From the literature, it was found that several attempts have been made on the enhancement of lift of airfoil by
delaying flow separation. However, no significant studies have been reported on CFD analysis of NACA 2412
airfoil with dimples as a surface modification over wings. The current study focuses on studying the effects of
surface modification over NACA2412 airfoil on aerodynamic performance through CFD analysis.
2. METHODOLOGY
2.1 Modeling of NACA 2412 airfoil
The NACA 2412 airfoil coordinates were imported to Ansys workbench. The coordinates of NACA 2412 used to
draw airfoil is as shown in table 1. The model of NACA 2412 airfoil is as shown in fig 1(a) and fig 1(b).

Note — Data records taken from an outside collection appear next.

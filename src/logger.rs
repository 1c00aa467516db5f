//! A `log` backend for the simulator binary that writes to stderr without tearing the progress
//! bar.

use indicatif::ProgressBar;
use log::{LevelFilter, Log, Metadata, Record};
use std::sync::{Mutex, OnceLock};

pub struct ConsoleLogger {
    level: LevelFilter,
    progress: Mutex<Option<ProgressBar>>,
}

static LOGGER: OnceLock<ConsoleLogger> = OnceLock::new();

impl ConsoleLogger {
    /// Install the logger at `level`. Later calls keep the first logger.
    pub fn init(level: LevelFilter) -> &'static Self {
        let logger = LOGGER.get_or_init(|| ConsoleLogger {
            level,
            progress: Mutex::new(None),
        });
        if log::set_logger(logger).is_ok() {
            log::set_max_level(level);
        }
        logger
    }

    /// Route output around `bar` until [`ConsoleLogger::detach_progress`] is called.
    pub fn attach_progress(&self, bar: ProgressBar) {
        *self.progress.lock().unwrap_or_else(|e| e.into_inner()) = Some(bar);
    }

    pub fn detach_progress(&self) {
        *self.progress.lock().unwrap_or_else(|e| e.into_inner()) = None;
    }
}

/// The installed logger, if [`ConsoleLogger::init`] has run.
pub fn installed() -> Option<&'static ConsoleLogger> {
    LOGGER.get()
}

impl Log for ConsoleLogger {
    fn enabled(&self, metadata: &Metadata) -> bool {
        metadata.level() <= self.level
    }

    fn log(&self, record: &Record) {
        if !self.enabled(record.metadata()) {
            return;
        }
        let line = format_record(record);
        match &*self.progress.lock().unwrap_or_else(|e| e.into_inner()) {
            Some(bar) => bar.suspend(|| eprintln!("{}", line)),
            None => eprintln!("{}", line),
        }
    }

    fn flush(&self) {}
}

fn format_record(record: &Record) -> String {
    format!(
        "[{:<5} {}] {}",
        record.level(),
        record.target(),
        record.args()
    )
}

TABLE1. NACA 2412 airfoil coordinates
Upper Surface Co-ordinates Lower Surface Co-ordinates
x-axis y- axis x-axis y-axis
0.975825 0.006231 0.999916 -0.001257
0.905287 0.019752 0.975232 -0.003035
0.795069 0.038260 0.903730 -0.008033
0.655665 0.057302 0.792716 -0.015499
0.500588 0.072381 0.653352 -0.024500
0.344680 0.079198 0.499412 -0.033493
0.203313 0.072947 0.346303 -0.039941
0.091996 0.054325 0.208902 -0.042346
0.022051 0.028152 0.098987 -0.037507
0.00000 0.00000 0.026892 -0.023408
FIGURE 1 Airfoil Geometry (a). Imported NACA 2412 airfoil coordinates (b). NACA 2412 airfoil geometry
a) b)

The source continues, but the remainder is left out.